··· Information supplied

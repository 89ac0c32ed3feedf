// src/error.rs
//
// Error taxonomy for the two-dimensional Monte Carlo engine.
//
// All errors are fatal: draws and compositions are deterministic given
// valid inputs, so nothing is retried. Evaluation aborts at the offending
// node or operation and partial results are discarded, never returned.

/// Errors produced by sampling, composition, and evaluation.
#[derive(Debug, Clone, PartialEq)]
pub enum McError {
    /// Sampler parameters outside the distribution's valid domain
    /// (e.g. `sdlog <= 0`, negative weights, empty value list).
    DistributionParam {
        distribution: &'static str,
        message: String,
    },
    /// Two nodes on the same sampling axis have incompatible lengths.
    ShapeMismatch {
        left: String,
        left_len: usize,
        right: String,
        right_len: usize,
    },
    /// An expression references a node that is not declared, or not yet
    /// declared at the point of use.
    UndefinedNode { name: String, context: String },
    /// Invalid evaluation or model parameters (e.g. `nsv == 0`,
    /// a quantile level outside `[0, 1]`, a duplicate node name).
    InvalidParams { context: String, message: String },
}

impl std::fmt::Display for McError {
    fn fmt(&self, f: &mut std::fmt::Formatter<'_>) -> std::fmt::Result {
        match self {
            McError::DistributionParam {
                distribution,
                message,
            } => {
                write!(f, "Invalid {} parameters: {}", distribution, message)
            }
            McError::ShapeMismatch {
                left,
                left_len,
                right,
                right_len,
            } => {
                write!(
                    f,
                    "Shape mismatch: '{}' has length {} but '{}' has length {}",
                    left, left_len, right, right_len
                )
            }
            McError::UndefinedNode { name, context } => {
                write!(f, "Undefined node '{}' referenced by {}", name, context)
            }
            McError::InvalidParams { context, message } => {
                write!(f, "Invalid parameters in {}: {}", context, message)
            }
        }
    }
}

impl std::error::Error for McError {}

#[cfg(test)]
mod tests {
    use super::*;

    #[test]
    fn display_includes_offending_names() {
        let err = McError::ShapeMismatch {
            left: "consumption".to_string(),
            left_len: 3,
            right: "concentration".to_string(),
            right_len: 4,
        };
        let msg = err.to_string();
        assert!(msg.contains("consumption"));
        assert!(msg.contains("concentration"));
        assert!(msg.contains('3'));
        assert!(msg.contains('4'));
    }

    #[test]
    fn display_names_distribution() {
        let err = McError::DistributionParam {
            distribution: "log_normal",
            message: "sdlog must be > 0".to_string(),
        };
        assert!(err.to_string().contains("log_normal"));
    }
}
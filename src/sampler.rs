// src/sampler.rs
//
// Seeded sampler for stochastic node realization.
//
// The reproducibility contract: the sampler resets its backing ChaCha8
// stream to the caller's seed before every draw. It never advances the
// seed as a side effect of previous calls, so `draw` with identical
// arguments yields bit-identical output regardless of how many other
// draws happened in between. This is the property the full-matrix
// evaluator leans on when it re-realizes variability nodes per column.
//
// All sampling is deterministic given a seed.

use rand::{Rng, SeedableRng};
use rand_chacha::ChaCha8Rng;
use serde::{Deserialize, Serialize};

use crate::error::McError;

/// A parametric distribution for a sampled node.
///
/// Parameters are validated before any draw; invalid parameters fail with
/// `McError::DistributionParam` and never produce a partial sequence.
#[derive(Debug, Clone, PartialEq, Serialize, Deserialize)]
#[serde(tag = "kind", rename_all = "snake_case")]
pub enum Distribution {
    /// Log-normal: `exp(meanlog + sdlog * z)` with `z ~ N(0, 1)`.
    LogNormal { meanlog: f64, sdlog: f64 },
    /// Normal left-truncated at `lower`, sampled by inverse CDF restricted
    /// to the truncated support.
    TruncNormal { mean: f64, sd: f64, lower: f64 },
    /// Discrete empirical distribution. Weights need not be normalized but
    /// must be non-negative and sum to a positive value.
    Empirical { values: Vec<f64>, weights: Vec<f64> },
}

impl Distribution {
    /// Stable identifier used in error messages and output schemas.
    pub fn name(&self) -> &'static str {
        match self {
            Distribution::LogNormal { .. } => "log_normal",
            Distribution::TruncNormal { .. } => "trunc_normal",
            Distribution::Empirical { .. } => "empirical",
        }
    }

    /// Check parameters against the distribution's valid domain.
    pub fn validate(&self) -> Result<(), McError> {
        let fail = |message: String| {
            Err(McError::DistributionParam {
                distribution: self.name(),
                message,
            })
        };

        match self {
            Distribution::LogNormal { meanlog, sdlog } => {
                if !meanlog.is_finite() || !sdlog.is_finite() {
                    return fail("meanlog and sdlog must be finite".to_string());
                }
                if *sdlog <= 0.0 {
                    return fail(format!("sdlog must be > 0 (got {})", sdlog));
                }
                Ok(())
            }
            Distribution::TruncNormal { mean, sd, lower } => {
                if !mean.is_finite() || !sd.is_finite() || !lower.is_finite() {
                    return fail("mean, sd and lower must be finite".to_string());
                }
                if *sd <= 0.0 {
                    return fail(format!("sd must be > 0 (got {})", sd));
                }
                Ok(())
            }
            Distribution::Empirical { values, weights } => {
                if values.is_empty() {
                    return fail("values must be non-empty".to_string());
                }
                if values.len() != weights.len() {
                    return fail(format!(
                        "values ({}) and weights ({}) must have equal length",
                        values.len(),
                        weights.len()
                    ));
                }
                if values.iter().any(|v| !v.is_finite()) {
                    return fail("values must be finite".to_string());
                }
                let mut total = 0.0;
                for w in weights {
                    if !w.is_finite() || *w < 0.0 {
                        return fail(format!("weights must be non-negative (got {})", w));
                    }
                    total += w;
                }
                if total <= 0.0 {
                    return fail("weights must sum to a positive value".to_string());
                }
                Ok(())
            }
        }
    }
}

/// Deterministic sampler context.
///
/// Holds the RNG explicitly rather than relying on any process-wide state;
/// the stream is reseeded from the caller's seed on every `draw`.
#[derive(Debug, Clone)]
pub struct Sampler {
    rng: ChaCha8Rng,
}

impl Default for Sampler {
    fn default() -> Self {
        Self::new()
    }
}

impl Sampler {
    pub fn new() -> Self {
        // The stream is reseeded on every draw, so the initial seed is
        // irrelevant to outputs.
        Self {
            rng: ChaCha8Rng::seed_from_u64(0),
        }
    }

    /// Draw `count` values from `dist`, resetting the stream to `seed`
    /// first. Identical arguments yield bit-identical sequences.
    pub fn draw(
        &mut self,
        dist: &Distribution,
        count: usize,
        seed: u64,
    ) -> Result<Vec<f64>, McError> {
        dist.validate()?;
        self.rng = ChaCha8Rng::seed_from_u64(seed);

        let mut out = Vec::with_capacity(count);
        match dist {
            Distribution::LogNormal { meanlog, sdlog } => {
                for _ in 0..count {
                    let z = normal_quantile(self.uniform_open01());
                    out.push((meanlog + sdlog * z).exp());
                }
            }
            Distribution::TruncNormal { mean, sd, lower } => {
                let f_lower = normal_cdf((lower - mean) / sd);
                for _ in 0..count {
                    // u ~ U(F(lower), 1), mapped through the probit.
                    let u = f_lower + self.uniform_open01() * (1.0 - f_lower);
                    let x = mean + sd * normal_quantile(u.min(1.0 - f64::EPSILON));
                    out.push(x.max(*lower));
                }
            }
            Distribution::Empirical { values, weights } => {
                let total: f64 = weights.iter().sum();
                for _ in 0..count {
                    let target = self.rng.gen::<f64>() * total;
                    let mut acc = 0.0;
                    let mut picked = values[values.len() - 1];
                    for (v, w) in values.iter().zip(weights.iter()) {
                        acc += w;
                        if target < acc {
                            picked = *v;
                            break;
                        }
                    }
                    out.push(picked);
                }
            }
        }
        Ok(out)
    }

    /// Uniform draw in the open interval (0, 1).
    ///
    /// `gen::<f64>()` yields [0, 1); zero is rejected so the probit never
    /// sees the endpoints.
    fn uniform_open01(&mut self) -> f64 {
        loop {
            let u = self.rng.gen::<f64>();
            if u > 0.0 {
                return u;
            }
        }
    }
}

// ============================================================================
// Normal CDF and quantile
// ============================================================================

/// Standard normal CDF via the Abramowitz-Stegun 26.2.17 polynomial.
/// Absolute error below 7.5e-8.
pub fn normal_cdf(x: f64) -> f64 {
    if x.is_nan() {
        return f64::NAN;
    }
    if x > 8.0 {
        return 1.0;
    }
    if x < -8.0 {
        return 0.0;
    }

    let t = 1.0 / (1.0 + 0.231_641_9 * x.abs());
    let poly = t
        * (0.319_381_530
            + t * (-0.356_563_782 + t * (1.781_477_937 + t * (-1.821_255_978 + t * 1.330_274_429))));
    let pdf = (-0.5 * x * x).exp() / (2.0 * std::f64::consts::PI).sqrt();
    let tail = pdf * poly;

    if x >= 0.0 {
        1.0 - tail
    } else {
        tail
    }
}

/// Inverse standard normal CDF (probit).
///
/// Acklam's rational approximation, tightened by one Halley step against
/// `normal_cdf` so truncated-normal sampling stays accurate in the tails.
pub fn normal_quantile(p: f64) -> f64 {
    if p <= 0.0 {
        return f64::NEG_INFINITY;
    }
    if p >= 1.0 {
        return f64::INFINITY;
    }

    const A: [f64; 6] = [
        -3.969683028665376e+01,
        2.209460984245205e+02,
        -2.759285104469687e+02,
        1.383577518672690e+02,
        -3.066479806614716e+01,
        2.506628277459239e+00,
    ];
    const B: [f64; 5] = [
        -5.447609879822406e+01,
        1.615858368580409e+02,
        -1.556989798598866e+02,
        6.680131188771972e+01,
        -1.328068155288572e+01,
    ];
    const C: [f64; 6] = [
        -7.784894002430293e-03,
        -3.223964580411365e-01,
        -2.400758277161838e+00,
        -2.549732539343734e+00,
        4.374664141464968e+00,
        2.938163982698783e+00,
    ];
    const D: [f64; 4] = [
        7.784695709041462e-03,
        3.224671290700398e-01,
        2.445134137142996e+00,
        3.754408661907416e+00,
    ];
    const P_LOW: f64 = 0.02425;

    let x = if p < P_LOW {
        let q = (-2.0 * p.ln()).sqrt();
        (((((C[0] * q + C[1]) * q + C[2]) * q + C[3]) * q + C[4]) * q + C[5])
            / ((((D[0] * q + D[1]) * q + D[2]) * q + D[3]) * q + 1.0)
    } else if p <= 1.0 - P_LOW {
        let q = p - 0.5;
        let r = q * q;
        (((((A[0] * r + A[1]) * r + A[2]) * r + A[3]) * r + A[4]) * r + A[5]) * q
            / (((((B[0] * r + B[1]) * r + B[2]) * r + B[3]) * r + B[4]) * r + 1.0)
    } else {
        let q = (-2.0 * (1.0 - p).ln()).sqrt();
        -(((((C[0] * q + C[1]) * q + C[2]) * q + C[3]) * q + C[4]) * q + C[5])
            / ((((D[0] * q + D[1]) * q + D[2]) * q + D[3]) * q + 1.0)
    };

    // One Halley refinement step.
    let e = normal_cdf(x) - p;
    let u = e * (2.0 * std::f64::consts::PI).sqrt() * (0.5 * x * x).exp();
    x - u / (1.0 + 0.5 * x * u)
}

// ============================================================================
// Tests
// ============================================================================

#[cfg(test)]
mod tests {
    use super::*;

    fn approx_eq(a: f64, b: f64, eps: f64) -> bool {
        (a - b).abs() < eps
    }

    #[test]
    fn normal_cdf_known_values() {
        assert!(approx_eq(normal_cdf(0.0), 0.5, 1e-7));
        assert!(approx_eq(normal_cdf(1.96), 0.975, 1e-4));
        assert!(approx_eq(normal_cdf(-1.96), 0.025, 1e-4));
        assert!(approx_eq(normal_cdf(10.0), 1.0, 1e-12));
        assert!(approx_eq(normal_cdf(-10.0), 0.0, 1e-12));
    }

    #[test]
    fn normal_quantile_inverts_cdf() {
        for &p in &[0.001, 0.025, 0.1, 0.5, 0.9, 0.975, 0.999] {
            let x = normal_quantile(p);
            assert!(
                approx_eq(normal_cdf(x), p, 1e-6),
                "round-trip failed at p={}: x={} cdf={}",
                p,
                x,
                normal_cdf(x)
            );
        }
        assert_eq!(normal_quantile(0.0), f64::NEG_INFINITY);
        assert_eq!(normal_quantile(1.0), f64::INFINITY);
    }

    #[test]
    fn draw_is_reproducible() {
        let dist = Distribution::LogNormal {
            meanlog: 0.0,
            sdlog: 1.0,
        };
        let mut sampler = Sampler::new();
        let a = sampler.draw(&dist, 100, 7).unwrap();
        let b = sampler.draw(&dist, 100, 7).unwrap();
        assert_eq!(a, b);
    }

    #[test]
    fn interleaved_draws_do_not_perturb_stream() {
        let lognorm = Distribution::LogNormal {
            meanlog: -1.0,
            sdlog: 0.5,
        };
        let other = Distribution::TruncNormal {
            mean: 2.0,
            sd: 1.0,
            lower: 0.0,
        };
        let mut sampler = Sampler::new();
        let first = sampler.draw(&lognorm, 50, 3).unwrap();
        for k in 0..5 {
            sampler.draw(&other, 17, 1000 + k).unwrap();
        }
        let second = sampler.draw(&lognorm, 50, 3).unwrap();
        assert_eq!(first, second);
    }

    #[test]
    fn trunc_normal_respects_lower_bound() {
        let dist = Distribution::TruncNormal {
            mean: 0.0,
            sd: 1.0,
            lower: 1.5,
        };
        let mut sampler = Sampler::new();
        let xs = sampler.draw(&dist, 500, 11).unwrap();
        assert!(xs.iter().all(|&x| x >= 1.5));
        // With the support cut at +1.5 sigma, the sample mean must sit
        // above the bound but well below mean + 4 sd.
        let mean = xs.iter().sum::<f64>() / xs.len() as f64;
        assert!(mean > 1.5 && mean < 4.0, "suspicious mean {}", mean);
    }

    #[test]
    fn empirical_draws_only_listed_values() {
        let dist = Distribution::Empirical {
            values: vec![1.0, 5.0, 9.0],
            weights: vec![2.0, 1.0, 1.0],
        };
        let mut sampler = Sampler::new();
        let xs = sampler.draw(&dist, 200, 5).unwrap();
        assert!(xs.iter().all(|x| [1.0, 5.0, 9.0].contains(x)));
        // Weight 2.0 on value 1.0 should make it the most common draw.
        let ones = xs.iter().filter(|&&x| x == 1.0).count();
        assert!(ones > 50, "expected value 1.0 to dominate, got {}", ones);
    }

    #[test]
    fn invalid_params_are_rejected_before_drawing() {
        let mut sampler = Sampler::new();

        let bad_sdlog = Distribution::LogNormal {
            meanlog: 0.0,
            sdlog: 0.0,
        };
        assert!(matches!(
            sampler.draw(&bad_sdlog, 10, 1),
            Err(McError::DistributionParam { .. })
        ));

        let bad_sd = Distribution::TruncNormal {
            mean: 0.0,
            sd: -1.0,
            lower: 0.0,
        };
        assert!(matches!(
            sampler.draw(&bad_sd, 10, 1),
            Err(McError::DistributionParam { .. })
        ));

        let empty = Distribution::Empirical {
            values: vec![],
            weights: vec![],
        };
        assert!(matches!(
            sampler.draw(&empty, 10, 1),
            Err(McError::DistributionParam { .. })
        ));

        let negative_weight = Distribution::Empirical {
            values: vec![1.0, 2.0],
            weights: vec![0.5, -0.5],
        };
        assert!(matches!(
            sampler.draw(&negative_weight, 10, 1),
            Err(McError::DistributionParam { .. })
        ));

        let zero_sum = Distribution::Empirical {
            values: vec![1.0, 2.0],
            weights: vec![0.0, 0.0],
        };
        assert!(matches!(
            sampler.draw(&zero_sum, 10, 1),
            Err(McError::DistributionParam { .. })
        ));
    }

    #[test]
    fn unnormalized_weights_are_accepted() {
        let dist = Distribution::Empirical {
            values: vec![10.0, 20.0],
            weights: vec![3.0, 9.0],
        };
        let mut sampler = Sampler::new();
        let xs = sampler.draw(&dist, 100, 2).unwrap();
        assert!(xs.iter().all(|x| [10.0, 20.0].contains(x)));
    }
}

······

Task description ::
For each line of the data that has the word "sqrt", report that line.

Result for this exercise ::
    let pdf = (-0.5 * x * x).exp() / (2.0 * std::f64::consts::PI).sqrt();
        let q = (-2.0 * p.ln()).sqrt();
        let q = (-2.0 * (1.0 - p).ln()).sqrt();
    let u = e * (2.0 * std::f64::consts::PI).sqrt() * (0.5 * x * x).exp();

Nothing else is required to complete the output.